Background and Objective: Functional gastrointestinal disorders (FGD) are common among children, but little is known regarding their prevalence in developing countries. We assessed the prevalence of abdominal pain–predominant FGD, in addition to the predisposing factors and symptomatology, in Sri Lankan children.
Patients and Methods: A cross-sectional survey was conducted among a randomly selected group of 10- to 16-year-olds in 8 randomly selected schools in 4 provinces in Sri Lanka. A validated, self-administered questionnaire was completed by children independently in an examination setting. FGD were diagnosed using Rome III criteria.
Results: A total of 2180 questionnaires were distributed and 2163 (99.2%) were included in the analysis (1189 [55%] boys, mean age 13.4 years, standard deviation 1.8 years). Of them, 270 (12.5%) had at least 1 abdominal pain–predominant FGD. Irritable bowel syndrome (IBS) was seen in 107 (4.9%), functional dyspepsia in 54 (2.5%), functional abdominal pain in 96 (4.4%), and abdominal migraine (AM) in 21 (1.0%) (2 had AM and functional dyspepsia, 6 had AM and IBS).

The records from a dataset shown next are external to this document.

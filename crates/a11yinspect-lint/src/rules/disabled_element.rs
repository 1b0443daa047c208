//! A lint rule for disabled controls.

use a11yinspect_ast::Element;
use a11yinspect_ast::Literal;

use crate::Context;
use crate::Message;
use crate::Rule;
use crate::Tag;
use crate::TagSet;
use crate::Variant;
use crate::resolve;

/// The identifier for the disabled element rule.
const ID: &str = "disabled-element";

/// The messages of the rule.
const MESSAGES: &[Message] = &[
    Message::new("disabledElementTabOrder")
        .warning("⚠️ Disabled element should not be in tab order"),
    Message::new("ariaDisabledTrueFalse")
        .warning("⚠️ aria-disabled should be true or false"),
];

/// Detects disabled controls left in the tab order and invalid
/// `aria-disabled` values.
#[derive(Default, Debug, Clone, Copy)]
pub struct DisabledElementRule;

impl Rule for DisabledElementRule {
    fn id(&self) -> &'static str {
        ID
    }

    fn description(&self) -> &'static str {
        "Ensures that disabled controls are removed from the tab order."
    }

    fn explanation(&self) -> &'static str {
        "A disabled control given a non-negative `tabIndex` is reached by the keyboard but \
         cannot be used. `aria-disabled` only accepts `true` and `false`."
    }

    fn tags(&self) -> TagSet {
        TagSet::new(&[Tag::Operable, Tag::Robust])
    }

    fn related_rules(&self) -> &[&'static str] {
        &["focus-element"]
    }

    fn variants(&self) -> &'static [Variant] {
        &[Variant::Warning]
    }

    fn messages(&self) -> &'static [Message] {
        MESSAGES
    }

    fn applies_to(&self, element: &Element<'_>) -> bool {
        element.has("disabled") || element.has("aria-disabled")
    }

    fn check(&self, cx: &mut Context<'_>, element: &Element<'_>) {
        if element.has("disabled") {
            if let Some(tab_index) = resolve::tab_index(element) {
                let value = tab_index.value().literal().and_then(|l| l.to_integer());
                if value.is_some_and(|n| n >= 0) {
                    cx.report("disabledElementTabOrder", tab_index.location());
                }
            }
        }

        if let Some(disabled) = element.attribute("aria-disabled") {
            if let Some(literal) = disabled.value().literal() {
                if *literal != Literal::Null && !literal.is_true() && !literal.is_false() {
                    cx.report("ariaDisabledTrueFalse", disabled.location());
                }
            }
        }
    }
}

#[cfg(test)]
mod tests {
    use a11yinspect_ast::builder::document;
    use a11yinspect_ast::builder::element;
    use pretty_assertions::assert_eq;

    use super::*;
    use crate::rules::testing::reports;

    #[test]
    fn disabled_controls() {
        let doc = document([
            element("button").bare("disabled").attr("tabIndex", "0"),
            element("button").bare("disabled").expr("tabIndex", -1),
            element("div").attr("aria-disabled", "yes"),
            element("div").expr("aria-disabled", true),
        ]);
        assert_eq!(
            reports(&DisabledElementRule, &doc),
            [
                "disabledElementTabOrder at <button>@0[tabIndex]",
                "ariaDisabledTrueFalse at <div>@2[aria-disabled]",
            ]
        );
    }
}
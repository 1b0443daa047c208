//! Definition of diagnostics displayed to users.

use std::cmp::Ordering;
use std::fmt;

use serde::Deserialize;
use serde::Serialize;

use crate::NodeId;

/// Represents a span of source.
#[derive(Debug, Copy, Clone, PartialEq, Eq, PartialOrd, Ord, Hash, Serialize, Deserialize)]
pub struct Span {
    /// The start of the span.
    start: usize,
    /// The end of the span.
    end: usize,
}

impl Span {
    /// Creates a new span from the given start and length.
    pub const fn new(start: usize, len: usize) -> Self {
        Self {
            start,
            end: start + len,
        }
    }

    /// Gets the start of the span.
    pub fn start(&self) -> usize {
        self.start
    }

    /// Gets the noninclusive end of the span.
    pub fn end(&self) -> usize {
        self.end
    }

    /// Gets the length of the span.
    pub fn len(&self) -> usize {
        self.end.saturating_sub(self.start)
    }

    /// Determines if the span is empty.
    pub fn is_empty(&self) -> bool {
        self.len() == 0
    }
}

impl fmt::Display for Span {
    fn fmt(&self, f: &mut fmt::Formatter<'_>) -> fmt::Result {
        write!(f, "{start}..{end}", start = self.start, end = self.end)
    }
}

/// Represents the severity of a diagnostic.
#[derive(Debug, Clone, Copy, PartialEq, Eq, Hash, Ord, PartialOrd, Deserialize, Serialize)]
#[serde(rename_all = "lowercase")]
pub enum Severity {
    /// The diagnostic is displayed as an error.
    Error,
    /// The diagnostic is displayed as a warning.
    Warning,
    /// The diagnostic is displayed as a note.
    Note,
}

impl Severity {
    /// Returns `true` if the severity is [`Error`].
    ///
    /// [`Error`]: Severity::Error
    #[must_use]
    pub fn is_error(&self) -> bool {
        matches!(self, Self::Error)
    }

    /// Returns `true` if the severity is [`Warning`].
    ///
    /// [`Warning`]: Severity::Warning
    #[must_use]
    pub fn is_warning(&self) -> bool {
        matches!(self, Self::Warning)
    }

    /// Returns `true` if the severity is [`Note`].
    ///
    /// [`Note`]: Severity::Note
    #[must_use]
    pub fn is_note(&self) -> bool {
        matches!(self, Self::Note)
    }
}

impl fmt::Display for Severity {
    fn fmt(&self, f: &mut fmt::Formatter<'_>) -> fmt::Result {
        match self {
            Self::Error => write!(f, "error"),
            Self::Warning => write!(f, "warning"),
            Self::Note => write!(f, "note"),
        }
    }
}

/// An opaque reference to where a diagnostic applies.
#[derive(Debug, Clone, Copy, PartialEq, Eq, Hash, Serialize)]
#[serde(rename_all = "camelCase")]
pub enum Location {
    /// An element of the document.
    Node(NodeId),
    /// An attribute of an element, by its index in source order.
    Attribute {
        /// The element carrying the attribute.
        node: NodeId,
        /// The index of the attribute on the element.
        index: usize,
    },
    /// The document as a whole.
    Document,
}

impl Location {
    /// Gets the element the location refers to, if any.
    pub fn node(&self) -> Option<NodeId> {
        match self {
            Self::Node(node) | Self::Attribute { node, .. } => Some(*node),
            Self::Document => None,
        }
    }

    /// The key used to order locations in document order.
    ///
    /// Attributes sort after their element and document-wide locations sort
    /// last.
    fn order_key(&self) -> (usize, usize) {
        match self {
            Self::Node(node) => (node.index(), 0),
            Self::Attribute { node, index } => (node.index(), index + 1),
            Self::Document => (usize::MAX, 0),
        }
    }
}

impl Ord for Location {
    fn cmp(&self, other: &Self) -> Ordering {
        self.order_key().cmp(&other.order_key())
    }
}

impl PartialOrd for Location {
    fn partial_cmp(&self, other: &Self) -> Option<Ordering> {
        Some(self.cmp(other))
    }
}

/// Represents a diagnostic to display to the user.
#[derive(Debug, Clone, PartialEq, Eq)]
pub struct Diagnostic {
    /// The optional rule associated with the diagnostic.
    rule: Option<String>,
    /// The optional stable message key of the diagnostic.
    key: Option<String>,
    /// The severity of the diagnostic.
    severity: Severity,
    /// The diagnostic message.
    message: String,
    /// Where in the tree the diagnostic applies.
    location: Location,
    /// The labels for the diagnostic.
    ///
    /// The first label in the collection is considered the primary label.
    labels: Vec<Label>,
}

impl Ord for Diagnostic {
    fn cmp(&self, other: &Self) -> Ordering {
        match self.location.cmp(&other.location) {
            Ordering::Equal => {}
            ord => return ord,
        }

        match self.rule.cmp(&other.rule) {
            Ordering::Equal => {}
            ord => return ord,
        }

        match self.key.cmp(&other.key) {
            Ordering::Equal => {}
            ord => return ord,
        }

        match self.severity.cmp(&other.severity) {
            Ordering::Equal => {}
            ord => return ord,
        }

        match self.message.cmp(&other.message) {
            Ordering::Equal => {}
            ord => return ord,
        }

        self.labels.cmp(&other.labels)
    }
}

impl PartialOrd for Diagnostic {
    fn partial_cmp(&self, other: &Self) -> Option<Ordering> {
        Some(self.cmp(other))
    }
}

impl Diagnostic {
    /// Creates a new diagnostic with the given severity and message.
    fn new(severity: Severity, message: impl Into<String>) -> Self {
        Self {
            rule: None,
            key: None,
            severity,
            message: message.into(),
            location: Location::Document,
            labels: Default::default(),
        }
    }

    /// Creates a new diagnostic error with the given message.
    pub fn error(message: impl Into<String>) -> Self {
        Self::new(Severity::Error, message)
    }

    /// Creates a new diagnostic warning with the given message.
    pub fn warning(message: impl Into<String>) -> Self {
        Self::new(Severity::Warning, message)
    }

    /// Creates a new diagnostic note with the given message.
    pub fn note(message: impl Into<String>) -> Self {
        Self::new(Severity::Note, message)
    }

    /// Sets the rule for the diagnostic.
    pub fn with_rule(mut self, rule: impl Into<String>) -> Self {
        self.rule = Some(rule.into());
        self
    }

    /// Sets the stable message key for the diagnostic.
    pub fn with_key(mut self, key: impl Into<String>) -> Self {
        self.key = Some(key.into());
        self
    }

    /// Sets the location of the diagnostic.
    ///
    /// Diagnostics default to applying to the document as a whole.
    pub fn with_location(mut self, location: Location) -> Self {
        self.location = location;
        self
    }

    /// Adds a highlight to the diagnostic.
    ///
    /// This is equivalent to adding a label with an empty message.
    ///
    /// The span for the highlight is expected to be for the same file as the
    /// diagnostic.
    pub fn with_highlight(mut self, span: impl Into<Span>) -> Self {
        self.labels.push(Label::new(String::new(), span.into()));
        self
    }

    /// Adds a label to the diagnostic.
    ///
    /// The first label added is considered the primary label.
    pub fn with_label(mut self, message: impl Into<String>, span: impl Into<Span>) -> Self {
        self.labels.push(Label::new(message, span.into()));
        self
    }

    /// Sets the severity of the diagnostic.
    pub fn with_severity(mut self, severity: Severity) -> Self {
        self.severity = severity;
        self
    }

    /// Gets the optional rule associated with the diagnostic.
    pub fn rule(&self) -> Option<&str> {
        self.rule.as_deref()
    }

    /// Gets the optional stable message key of the diagnostic.
    pub fn key(&self) -> Option<&str> {
        self.key.as_deref()
    }

    /// Gets the severity level of the diagnostic.
    pub fn severity(&self) -> Severity {
        self.severity
    }

    /// Gets the message of the diagnostic.
    pub fn message(&self) -> &str {
        &self.message
    }

    /// Gets the location of the diagnostic.
    pub fn location(&self) -> Location {
        self.location
    }

    /// Gets the labels of the diagnostic.
    pub fn labels(&self) -> impl Iterator<Item = &Label> {
        self.labels.iter()
    }

    /// Converts this diagnostic to a `codespan` [Diagnostic].
    ///
    /// The provided file identifier is used for the diagnostic.
    ///
    /// [Diagnostic]: codespan_reporting::diagnostic::Diagnostic
    pub fn to_codespan<FileId: Copy>(
        &self,
        file_id: FileId,
    ) -> codespan_reporting::diagnostic::Diagnostic<FileId> {
        use codespan_reporting::diagnostic as codespan;

        let mut diagnostic: codespan::Diagnostic<FileId> = match self.severity {
            Severity::Error => codespan::Diagnostic::error(),
            Severity::Warning => codespan::Diagnostic::warning(),
            Severity::Note => codespan::Diagnostic::note(),
        };

        if let Some(rule) = &self.rule {
            diagnostic.code = Some(rule.clone());
        }

        diagnostic.message.clone_from(&self.message);

        if let Some(key) = &self.key {
            diagnostic.notes.push(format!("message: {key}"));
        }

        if self.labels.is_empty() {
            // Codespan will treat this as a label at the end of the file
            // We add this so that every diagnostic has at least one label with the file
            // printed.
            diagnostic.labels.push(codespan::Label::new(
                codespan::LabelStyle::Primary,
                file_id,
                usize::MAX - 1..usize::MAX,
            ))
        } else {
            for (i, label) in self.labels.iter().enumerate() {
                diagnostic.labels.push(
                    codespan::Label::new(
                        if i == 0 {
                            codespan::LabelStyle::Primary
                        } else {
                            codespan::LabelStyle::Secondary
                        },
                        file_id,
                        label.span.start()..label.span.end(),
                    )
                    .with_message(&label.message),
                );
            }
        }

        diagnostic
    }
}

/// Represents a label that annotates the source code.
#[derive(Debug, Clone, Eq, PartialEq)]
pub struct Label {
    /// The optional message of the label (may be empty).
    message: String,
    /// The span of the label.
    span: Span,
}

impl Ord for Label {
    fn cmp(&self, other: &Self) -> Ordering {
        match self.span.cmp(&other.span) {
            Ordering::Equal => {}
            ord => return ord,
        }

        self.message.cmp(&other.message)
    }
}

impl PartialOrd for Label {
    fn partial_cmp(&self, other: &Self) -> Option<Ordering> {
        Some(self.cmp(other))
    }
}

impl Label {
    /// Creates a new label with the given message and span.
    pub fn new(message: impl Into<String>, span: impl Into<Span>) -> Self {
        Self {
            message: message.into(),
            span: span.into(),
        }
    }

    /// Gets the message of the label.
    pub fn message(&self) -> &str {
        &self.message
    }

    /// Gets the span of the label.
    pub fn span(&self) -> Span {
        self.span
    }
}
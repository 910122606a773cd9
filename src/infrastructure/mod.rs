//! Infrastructure layer modules
//!
//! - `backoff`: Exponential backoff for provider retries
//! - `postgres`: PostgreSQL connection pool

pub mod backoff;
pub mod postgres;
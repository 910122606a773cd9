//! Prometheus metrics for the push bridge.
//!
//! - Dispatch metrics (outcomes, provider retries, latency)
//! - Device metrics (links provisioned, enable toggles)
//! - HTTP API request counts

mod helpers;

pub use helpers::{encode_metrics, ApiMetrics, DeviceMetrics, DispatchMetrics};

use lazy_static::lazy_static;
use prometheus::{
    register_histogram, register_int_counter, register_int_counter_vec, Histogram, IntCounter,
    IntCounterVec,
};

/// Prefix for all metrics
const METRIC_PREFIX: &str = "onesignal_bridge";

lazy_static! {
    // ============================================================================
    // Dispatch Metrics
    // ============================================================================

    /// Dispatch outcomes by label (delivered, skipped_*, delivery_failed)
    pub static ref DISPATCH_OUTCOMES_TOTAL: IntCounterVec = register_int_counter_vec!(
        format!("{}_dispatch_outcomes_total", METRIC_PREFIX),
        "Total outbound messages by dispatch outcome",
        &["outcome"]
    ).unwrap();

    /// Provider calls retried after a transient failure
    pub static ref PROVIDER_RETRIES_TOTAL: IntCounter = register_int_counter!(
        format!("{}_provider_retries_total", METRIC_PREFIX),
        "Total provider calls retried after a transient failure"
    ).unwrap();

    /// End-to-end dispatch latency, retries included
    pub static ref DISPATCH_LATENCY: Histogram = register_histogram!(
        format!("{}_dispatch_latency_seconds", METRIC_PREFIX),
        "Message dispatch latency in seconds",
        vec![0.001, 0.01, 0.05, 0.1, 0.25, 0.5, 1.0, 2.5, 5.0, 10.0, 30.0]
    ).unwrap();

    // ============================================================================
    // Device Metrics
    // ============================================================================

    /// Provider links created during reconciliation
    pub static ref DEVICE_LINKS_CREATED_TOTAL: IntCounter = register_int_counter!(
        format!("{}_device_links_created_total", METRIC_PREFIX),
        "Total provider device links created"
    ).unwrap();

    /// Device enable/disable toggles
    pub static ref DEVICE_TOGGLES_TOTAL: IntCounterVec = register_int_counter_vec!(
        format!("{}_device_toggles_total", METRIC_PREFIX),
        "Total device enable state changes",
        &["state"]
    ).unwrap();

    // ============================================================================
    // API Metrics
    // ============================================================================

    /// HTTP API requests by endpoint
    pub static ref API_REQUESTS_TOTAL: IntCounterVec = register_int_counter_vec!(
        format!("{}_api_requests_total", METRIC_PREFIX),
        "Total HTTP API requests",
        &["endpoint"]
    ).unwrap();
}

#[cfg(test)]
mod tests {
    use super::*;

    #[test]
    fn test_encode_metrics() {
        DeviceMetrics::record_link_created();

        let output = encode_metrics().unwrap();
        assert!(output.contains("onesignal_bridge_device_links_created_total"));
    }

    #[test]
    fn test_dispatch_metrics() {
        let before = DISPATCH_OUTCOMES_TOTAL.with_label_values(&["delivered"]).get();
        DispatchMetrics::record_outcome("delivered");
        DispatchMetrics::record_retry();
        DispatchMetrics::observe_latency(0.2);
        assert!(DISPATCH_OUTCOMES_TOTAL.with_label_values(&["delivered"]).get() > before);
    }

    #[test]
    fn test_device_toggle_labels() {
        DeviceMetrics::record_toggle(true);
        DeviceMetrics::record_toggle(false);
        assert!(DEVICE_TOGGLES_TOTAL.with_label_values(&["enabled"]).get() >= 1);
        assert!(DEVICE_TOGGLES_TOTAL.with_label_values(&["disabled"]).get() >= 1);
    }
}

Extraintestinal symptoms were more common among affected children (P < 0.05). Abdominal pain–predominant FGD were higher in girls and those exposed to stressful events (P < 0.05). Prevalence negatively correlated with age (r = −0.05, P = 0.02).
Conclusions: Abdominal pain–predominant FGD affects 12.5% of children ages 10 to 16 years and constitutes a significant health problem in Sri Lanka. IBS is the most common FGD subtype present. Abdominal pain–predominant FGD are higher in girls and those exposed to emotional stress. Prevalence of FGD decreased with age. Extraintestinal symptoms are more frequent in affected children.